Records shown -
────────

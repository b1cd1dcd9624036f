use anyhow::{Context, Result, anyhow};
use chrono::NaiveDate;
use sqlx::sqlite::SqliteRow;
use sqlx::{Row, SqliteConnection};

use crate::domain::{ConsumptionId, ConsumptionRecord, CustomerId, MealSelection, MealSlot};

use super::{decode_date, decode_timestamp, decode_uuid, encode_date, encode_timestamp};

const RECORD_COLUMNS: &str = "id, customer_id, service_date, meal_slot, has_main_meal, is_premium, \
     dish_name, extra_rice, extra_bread, total_cost, recorded_at";

/// Save a new consumption record.
pub async fn insert(conn: &mut SqliteConnection, record: &ConsumptionRecord) -> Result<()> {
    sqlx::query(
        r#"
        INSERT INTO consumption_records (id, customer_id, service_date, meal_slot, has_main_meal, is_premium, dish_name, extra_rice, extra_bread, total_cost, recorded_at)
        VALUES (?, ?, ?, ?, ?, ?, ?, ?, ?, ?, ?)
        "#,
    )
    .bind(record.id.to_string())
    .bind(record.customer_id.to_string())
    .bind(encode_date(record.service_date))
    .bind(record.meal_slot.as_str())
    .bind(record.selection.has_main_meal)
    .bind(record.selection.is_premium)
    .bind(&record.selection.dish_name)
    .bind(i64::from(record.selection.extra_rice))
    .bind(i64::from(record.selection.extra_bread))
    .bind(record.total_cost)
    .bind(encode_timestamp(record.recorded_at))
    .execute(&mut *conn)
    .await
    .context("Failed to save consumption record")?;
    Ok(())
}

/// Overwrite the mutable fields of a record (slot, selection, cost).
pub async fn update(conn: &mut SqliteConnection, record: &ConsumptionRecord) -> Result<()> {
    let result = sqlx::query(
        r#"
        UPDATE consumption_records
        SET meal_slot = ?, has_main_meal = ?, is_premium = ?, dish_name = ?, extra_rice = ?, extra_bread = ?, total_cost = ?
        WHERE id = ?
        "#,
    )
    .bind(record.meal_slot.as_str())
    .bind(record.selection.has_main_meal)
    .bind(record.selection.is_premium)
    .bind(&record.selection.dish_name)
    .bind(i64::from(record.selection.extra_rice))
    .bind(i64::from(record.selection.extra_bread))
    .bind(record.total_cost)
    .bind(record.id.to_string())
    .execute(&mut *conn)
    .await
    .context("Failed to update consumption record")?;

    if result.rows_affected() != 1 {
        return Err(anyhow!("Consumption record {} vanished during update", record.id));
    }
    Ok(())
}

/// Delete a record and return it as it was, or `None` if it does not exist.
pub async fn delete(
    conn: &mut SqliteConnection,
    id: ConsumptionId,
) -> Result<Option<ConsumptionRecord>> {
    let row = sqlx::query(&format!(
        "DELETE FROM consumption_records WHERE id = ? RETURNING {}",
        RECORD_COLUMNS
    ))
    .bind(id.to_string())
    .fetch_optional(&mut *conn)
    .await
    .context("Failed to delete consumption record")?;

    row.as_ref().map(row_to_record).transpose()
}

/// Read a record while taking the write lock (see `accounts::lock_for_update`).
pub async fn lock_for_update(
    conn: &mut SqliteConnection,
    id: ConsumptionId,
) -> Result<Option<ConsumptionRecord>> {
    let row = sqlx::query(&format!(
        "UPDATE consumption_records SET total_cost = total_cost WHERE id = ? RETURNING {}",
        RECORD_COLUMNS
    ))
    .bind(id.to_string())
    .fetch_optional(&mut *conn)
    .await
    .context("Failed to lock consumption record")?;

    row.as_ref().map(row_to_record).transpose()
}

/// Get a record by ID.
pub async fn find(conn: &mut SqliteConnection, id: ConsumptionId) -> Result<Option<ConsumptionRecord>> {
    let row = sqlx::query(&format!(
        "SELECT {} FROM consumption_records WHERE id = ?",
        RECORD_COLUMNS
    ))
    .bind(id.to_string())
    .fetch_optional(&mut *conn)
    .await
    .context("Failed to fetch consumption record")?;

    row.as_ref().map(row_to_record).transpose()
}

/// Records of one customer with a service date in `[start, end]`, by date.
pub async fn list_for_customer_in_range(
    conn: &mut SqliteConnection,
    customer_id: CustomerId,
    start: NaiveDate,
    end: NaiveDate,
) -> Result<Vec<ConsumptionRecord>> {
    let rows = sqlx::query(&format!(
        "SELECT {} FROM consumption_records \
         WHERE customer_id = ? AND service_date >= ? AND service_date <= ? \
         ORDER BY service_date, recorded_at",
        RECORD_COLUMNS
    ))
    .bind(customer_id.to_string())
    .bind(encode_date(start))
    .bind(encode_date(end))
    .fetch_all(&mut *conn)
    .await
    .context("Failed to list consumption records")?;

    rows.iter().map(row_to_record).collect()
}

/// Records served on one date, optionally for a single customer, with the
/// owner's name for display.
pub async fn list_for_date(
    conn: &mut SqliteConnection,
    date: NaiveDate,
    customer_id: Option<CustomerId>,
) -> Result<Vec<(String, ConsumptionRecord)>> {
    let mut query = String::from(
        "SELECT r.id, r.customer_id, r.service_date, r.meal_slot, r.has_main_meal, r.is_premium, \
         r.dish_name, r.extra_rice, r.extra_bread, r.total_cost, r.recorded_at, a.name AS customer_name \
         FROM consumption_records r JOIN accounts a ON a.id = r.customer_id \
         WHERE r.service_date = ?",
    );
    if customer_id.is_some() {
        query.push_str(" AND r.customer_id = ?");
    }
    query.push_str(" ORDER BY a.name, r.recorded_at");

    let customer_str = customer_id.map(|id| id.to_string());
    let mut sql_query = sqlx::query(&query).bind(encode_date(date));
    if let Some(ref cid) = customer_str {
        sql_query = sql_query.bind(cid);
    }

    let rows = sql_query
        .fetch_all(&mut *conn)
        .await
        .context("Failed to list consumption for date")?;

    rows.iter()
        .map(|row| -> Result<(String, ConsumptionRecord)> {
            Ok((row.get("customer_name"), row_to_record(row)?))
        })
        .collect()
}

/// Number of records owned by a customer.
pub async fn count_for_customer(conn: &mut SqliteConnection, customer_id: CustomerId) -> Result<i64> {
    let row = sqlx::query("SELECT COUNT(*) AS count FROM consumption_records WHERE customer_id = ?")
        .bind(customer_id.to_string())
        .fetch_one(&mut *conn)
        .await
        .context("Failed to count consumption records")?;
    Ok(row.get("count"))
}

fn row_to_record(row: &SqliteRow) -> Result<ConsumptionRecord> {
    let id_str: String = row.get("id");
    let customer_str: String = row.get("customer_id");
    let date_str: String = row.get("service_date");
    let slot_str: String = row.get("meal_slot");
    let recorded_at_str: String = row.get("recorded_at");
    let extra_rice: i64 = row.get("extra_rice");
    let extra_bread: i64 = row.get("extra_bread");

    Ok(ConsumptionRecord {
        id: decode_uuid(&id_str).context("Invalid consumption ID")?,
        customer_id: decode_uuid(&customer_str).context("Invalid customer ID")?,
        service_date: decode_date(&date_str)?,
        meal_slot: MealSlot::from_str(&slot_str)
            .ok_or_else(|| anyhow!("Invalid meal slot: {}", slot_str))?,
        selection: MealSelection {
            has_main_meal: row.get("has_main_meal"),
            is_premium: row.get("is_premium"),
            dish_name: row.get("dish_name"),
            extra_rice: u32::try_from(extra_rice).context("Invalid extra rice count")?,
            extra_bread: u32::try_from(extra_bread).context("Invalid extra bread count")?,
        },
        total_cost: row.get("total_cost"),
        recorded_at: decode_timestamp(&recorded_at_str)?,
    })
}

────────

Work to complete -
Without skipping anything, transcribe every line above exactly.

Completed exercise -
repository b1cd1dcd9624036f
use anyhow::{Context, Result, anyhow};
use chrono::NaiveDate;
use sqlx::sqlite::SqliteRow;
use sqlx::{Row, SqliteConnection};

use crate::domain::{ConsumptionId, ConsumptionRecord, CustomerId, MealSelection, MealSlot};

use super::{decode_date, decode_timestamp, decode_uuid, encode_date, encode_timestamp};

const RECORD_COLUMNS: &str = "id, customer_id, service_date, meal_slot, has_main_meal, is_premium, \
     dish_name, extra_rice, extra_bread, total_cost, recorded_at";

/// Save a new consumption record.
pub async fn insert(conn: &mut SqliteConnection, record: &ConsumptionRecord) -> Result<()> {
    sqlx::query(
        r#"
        INSERT INTO consumption_records (id, customer_id, service_date, meal_slot, has_main_meal, is_premium, dish_name, extra_rice, extra_bread, total_cost, recorded_at)
        VALUES (?, ?, ?, ?, ?, ?, ?, ?, ?, ?, ?)
        "#,
    )
    .bind(record.id.to_string())
    .bind(record.customer_id.to_string())
    .bind(encode_date(record.service_date))
    .bind(record.meal_slot.as_str())
    .bind(record.selection.has_main_meal)
    .bind(record.selection.is_premium)
    .bind(&record.selection.dish_name)
    .bind(i64::from(record.selection.extra_rice))
    .bind(i64::from(record.selection.extra_bread))
    .bind(record.total_cost)
    .bind(encode_timestamp(record.recorded_at))
    .execute(&mut *conn)
    .await
    .context("Failed to save consumption record")?;
    Ok(())
}

/// Overwrite the mutable fields of a record (slot, selection, cost).
pub async fn update(conn: &mut SqliteConnection, record: &ConsumptionRecord) -> Result<()> {
    let result = sqlx::query(
        r#"
        UPDATE consumption_records
        SET meal_slot = ?, has_main_meal = ?, is_premium = ?, dish_name = ?, extra_rice = ?, extra_bread = ?, total_cost = ?
        WHERE id = ?
        "#,
    )
    .bind(record.meal_slot.as_str())
    .bind(record.selection.has_main_meal)
    .bind(record.selection.is_premium)
    .bind(&record.selection.dish_name)
    .bind(i64::from(record.selection.extra_rice))
    .bind(i64::from(record.selection.extra_bread))
    .bind(record.total_cost)
    .bind(record.id.to_string())
    .execute(&mut *conn)
    .await
    .context("Failed to update consumption record")?;

    if result.rows_affected() != 1 {
        return Err(anyhow!("Consumption record {} vanished during update", record.id));
    }
    Ok(())
}

/// Delete a record and return it as it was, or `None` if it does not exist.
pub async fn delete(
    conn: &mut SqliteConnection,
    id: ConsumptionId,
) -> Result<Option<ConsumptionRecord>> {
    let row = sqlx::query(&format!(
        "DELETE FROM consumption_records WHERE id = ? RETURNING {}",
        RECORD_COLUMNS
    ))
    .bind(id.to_string())
    .fetch_optional(&mut *conn)
    .await
    .context("Failed to delete consumption record")?;

    row.as_ref().map(row_to_record).transpose()
}

/// Read a record while taking the write lock (see `accounts::lock_for_update`).
pub async fn lock_for_update(
    conn: &mut SqliteConnection,
    id: ConsumptionId,
) -> Result<Option<ConsumptionRecord>> {
    let row = sqlx::query(&format!(
        "UPDATE consumption_records SET total_cost = total_cost WHERE id = ? RETURNING {}",
        RECORD_COLUMNS
    ))
    .bind(id.to_string())
    .fetch_optional(&mut *conn)
    .await
    .context("Failed to lock consumption record")?;

    row.as_ref().map(row_to_record).transpose()
}

/// Get a record by ID.
pub async fn find(conn: &mut SqliteConnection, id: ConsumptionId) -> Result<Option<ConsumptionRecord>> {
    let row = sqlx::query(&format!(
        "SELECT {} FROM consumption_records WHERE id = ?",
        RECORD_COLUMNS
    ))
    .bind(id.to_string())
    .fetch_optional(&mut *conn)
    .await
    .context("Failed to fetch consumption record")?;

    row.as_ref().map(row_to_record).transpose()
}

/// Records of one customer with a service date in `[start, end]`, by date.
pub async fn list_for_customer_in_range(
    conn: &mut SqliteConnection,
    customer_id: CustomerId,
    start: NaiveDate,
    end: NaiveDate,
) -> Result<Vec<ConsumptionRecord>> {
    let rows = sqlx::query(&format!(
        "SELECT {} FROM consumption_records \
         WHERE customer_id = ? AND service_date >= ? AND service_date <= ? \
         ORDER BY service_date, recorded_at",
        RECORD_COLUMNS
    ))
    .bind(customer_id.to_string())
    .bind(encode_date(start))
    .bind(encode_date(end))
    .fetch_all(&mut *conn)
    .await
    .context("Failed to list consumption records")?;

    rows.iter().map(row_to_record).collect()
}

/// Records served on one date, optionally for a single customer, with the
/// owner's name for display.
pub async fn list_for_date(
    conn: &mut SqliteConnection,
    date: NaiveDate,
    customer_id: Option<CustomerId>,
) -> Result<Vec<(String, ConsumptionRecord)>> {
    let mut query = String::from(
        "SELECT r.id, r.customer_id, r.service_date, r.meal_slot, r.has_main_meal, r.is_premium, \
         r.dish_name, r.extra_rice, r.extra_bread, r.total_cost, r.recorded_at, a.name AS customer_name \
         FROM consumption_records r JOIN accounts a ON a.id = r.customer_id \
         WHERE r.service_date = ?",
    );
    if customer_id.is_some() {
        query.push_str(" AND r.customer_id = ?");
    }
    query.push_str(" ORDER BY a.name, r.recorded_at");

    let customer_str = customer_id.map(|id| id.to_string());
    let mut sql_query = sqlx::query(&query).bind(encode_date(date));
    if let Some(ref cid) = customer_str {
        sql_query = sql_query.bind(cid);
    }

    let rows = sql_query
        .fetch_all(&mut *conn)
        .await
        .context("Failed to list consumption for date")?;

    rows.iter()
        .map(|row| -> Result<(String, ConsumptionRecord)> {
            Ok((row.get("customer_name"), row_to_record(row)?))
        })
        .collect()
}

/// Number of records owned by a customer.
pub async fn count_for_customer(conn: &mut SqliteConnection, customer_id: CustomerId) -> Result<i64> {
    let row = sqlx::query("SELECT COUNT(*) AS count FROM consumption_records WHERE customer_id = ?")
        .bind(customer_id.to_string())
        .fetch_one(&mut *conn)
        .await
        .context("Failed to count consumption records")?;
    Ok(row.get("count"))
}

fn row_to_record(row: &SqliteRow) -> Result<ConsumptionRecord> {
    let id_str: String = row.get("id");
    let customer_str: String = row.get("customer_id");
    let date_str: String = row.get("service_date");
    let slot_str: String = row.get("meal_slot");
    let recorded_at_str: String = row.get("recorded_at");
    let extra_rice: i64 = row.get("extra_rice");
    let extra_bread: i64 = row.get("extra_bread");

    Ok(ConsumptionRecord {
        id: decode_uuid(&id_str).context("Invalid consumption ID")?,
        customer_id: decode_uuid(&customer_str).context("Invalid customer ID")?,
        service_date: decode_date(&date_str)?,
        meal_slot: MealSlot::from_str(&slot_str)
            .ok_or_else(|| anyhow!("Invalid meal slot: {}", slot_str))?,
        selection: MealSelection {
            has_main_meal: row.get("has_main_meal"),
            is_premium: row.get("is_premium"),
            dish_name: row.get("dish_name"),
            extra_rice: u32::try_from(extra_rice).context("Invalid extra rice count")?,
            extra_bread: u32::try_from(extra_bread).context("Invalid extra bread count")?,
        },
        total_cost: row.get("total_cost"),
        recorded_at: decode_timestamp(&recorded_at_str)?,
    })
}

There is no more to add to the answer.